- Developer: 2 by 3 Games
- Publisher: Matrix Games
- Designers: Gary Grigsby, Keith Brors
- Platform: Microsoft Windows
- Release: 2004
- Genre: Computer wargame

= War in the Pacific (video game) =

2004 video game

War in the Pacific: The Struggle Against Japan 1941–1945 is a 2004 computer wargame developed by 2 by 3 Games and published by Matrix Games. Designed by Gary Grigsby and Keith Brors, it is the successor to Gary Grigsby's Pacific War (1992) and Uncommon Valor: Campaign for the South Pacific (2002).

==Gameplay==
War in the Pacific is a computer wargame that simulates the Pacific Theater during World War II.

==Development==
War in the Pacific was announced and began development around April 2000. It was the first title that designer Gary Grigsby planned to create for Matrix Games, a wargame studio he had joined that year. The game was intended as a follow-up to the 1992 title Gary Grigsby's Pacific War. In January 2001, Grigsby co-founded 2 by 3 Games with collaborators Joel Billings and Keith Brors, where War in the Pacific continued development under a new deal with Matrix. It was to be the second of three planned games, alongside Uncommon Valor and an unnamed project. 2 by 3's debut Uncommon Valor was intended as a stepping stone and teaser for War in the Pacific that covered the subject at a smaller scale. Made with the game engine from Uncommon Valor, War in the Pacific was initially planned for a late-2001 release.

War in the Pacific was co-designed by Grigsby and Brors. Development proved to be long and troubled; Grigsby said that he "hit the wall" of complexity and could not "keep it in [his] head anymore". Billings said that it was the largest wargame the creators had ever attempted. The initial plan to import the Uncommon Valor artificial intelligence (AI) code proved unsuccessful, as the system broke down when applied at the War in the Pacific scale. In March 2004, Billings reported that playtesting the game was time-consuming, as its "longest scenario can last around 1,700 turns". Grigsby concluded during development, "I am never ever, ever, ever doing a game like [War in the Pacific] again."

==Reception==

In retrospect, Wargamers James Cobb wrote that War in the Pacific was "acclaimed by devotees of the conflict". According to Joel Billings, the team had expected its sales to range between 5,000 and 15,000 copies.

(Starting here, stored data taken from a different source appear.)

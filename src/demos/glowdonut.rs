use super::{camera, gray, wobble};
use crate::core::demo::{Demo, DemoContext};
use crate::core::frame_buffer::{FrameBuffer, Rgba};
use crate::core::geometry::Geometry;
use crate::core::rasterizer::{PipelineState, Primitive, Renderer};
use crate::core::shader::ShaderProgram;
use crate::effects::BlurEffect;
use crate::error::Result;
use crate::geometry::shapes::{TORUS_VERTEX_COUNT, twisted_torus};
use crate::geometry::transform::TransformFactory;
use crate::geometry::vertex::TexturedVertex;
use crate::shaders::{StripeParams, StripeShader, Transforms};
use log::debug;
use nalgebra::{Matrix4, Vector3};
use std::f32::consts::{FRAC_PI_2, TAU};

const BIG_RADIUS: f32 = 1.0;
const SMALL_RADIUS: f32 = 0.25;
/// 辉光缓冲相对窗口的缩小倍数
const GLOW_DOWNSCALE: usize = 8;
const BLUR_PASSES: usize = 4;

/// 两个互相套住的扭转圆环，红色条纹发光
///
/// 辉光通道只画条纹（底色为黑），模糊后叠加到正常绘制的画面上。
pub struct GlowDonutDemo {
    program: ShaderProgram<StripeParams>,
    torus: Geometry<TexturedVertex>,
    blur: BlurEffect,
    aspect: f32,
    cycle_duration: f32,
    time: f32,
}

impl GlowDonutDemo {
    pub fn new(ctx: &mut DemoContext) -> Result<Self> {
        let blur = BlurEffect::new(
            ctx.width() / GLOW_DOWNSCALE,
            ctx.height() / GLOW_DOWNSCALE,
            ctx.load_program()?,
        );
        debug!("辉光缓冲 {}x{}", blur.width(), blur.height());
        Ok(Self {
            program: ctx.load_program()?,
            torus: Geometry::from_vertices(&[TexturedVertex::default(); TORUS_VERTEX_COUNT]),
            blur,
            aspect: ctx.aspect(),
            cycle_duration: ctx.cycle_duration(),
            time: 0.0,
        })
    }
}

/// 画两个圆环；`base_color` 为条纹之间的颜色
fn draw_tori(
    target: &mut FrameBuffer,
    program: &ShaderProgram<StripeParams>,
    torus: &Geometry<TexturedVertex>,
    view_projection: &Matrix4<f32>,
    model: &Matrix4<f32>,
    base_color: Vector3<f32>,
) {
    let placements: [Matrix4<f32>; 2] = [
        model
            * TransformFactory::rotation_x(FRAC_PI_2)
            * TransformFactory::translation(&Vector3::new(-0.5, 0.0, 0.0)),
        model * TransformFactory::translation(&Vector3::new(0.5, 0.0, 0.0)),
    ];

    let renderer = Renderer::new(PipelineState::default());
    for placement in placements {
        let shader = StripeShader::new(program, Transforms::new(placement, view_projection))
            .with_light(Vector3::new(-1.0, -1.0, 3.0))
            .with_color(Vector3::new(1.0, 0.0, 0.0))
            .with_base_color(base_color);
        renderer.draw(target, &shader, torus, Primitive::Triangles);
    }
}

impl Demo for GlowDonutDemo {
    fn update(&mut self, dt: f32) {
        self.time += dt;
    }

    fn render(&mut self, target: &mut FrameBuffer) {
        let angle = self.time * TAU / self.cycle_duration;
        let u_offset = self.time / self.cycle_duration / 4.0;
        self.torus
            .update_vertices(|verts| twisted_torus(verts, BIG_RADIUS, SMALL_RADIUS, angle, u_offset));

        let view_projection = camera(self.aspect, Vector3::new(-1.0, 2.0, 3.0));
        let model = wobble(Vector3::new(-1.0, 1.0, 1.0), self.time, self.cycle_duration);

        // 辉光源：只有条纹
        let glow = self.blur.target();
        glow.clear(Rgba::new(0.0, 0.0, 0.0, 0.0));
        draw_tori(glow, &self.program, &self.torus, &view_projection, &model, Vector3::zeros());

        target.clear(gray(0.25));
        draw_tori(target, &self.program, &self.torus, &view_projection, &model, Vector3::repeat(1.0));

        self.blur.render(target, BLUR_PASSES);
    }
}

He said in November 2004 that the game was on track to meet those forecasts. The game was nominated for the 2004 Charles S. Roberts Award for "Best 20th Century Era Computer Wargame", but lost to Battles in Normandy.

Bruce Geryk of Computer Gaming World wrote that War in the Pacific "isn't really so much a game as it is a project", and considered its extreme complexity to make it suitable only for the most dedicated players. However, he felt that they would be "amply rewarded" for their time. Reviewing the game for Wargamer, Al Berke concurred with Geryk about the game's complexity, and dubbed it "a powerful simulation of theater warfare". He considered its learning curve high, but believed that dedicated wargame fans would appreciate the title. StrategyPages John Siminoff likewise wrote, "If you are in the market for a seriously detailed WWII strategic simulation, especially one dealing with material far less frequently covered than the Western War, War in the Pacific will satisfy you like nothing else on the market."

Review score
| Publication | Score |
|---|---|
| Computer Gaming World | 3.5/5 |

==Expansion pack==
War in the Pacific later received a heavily updated expansion pack entitled War in the Pacific: Admiral's Edition.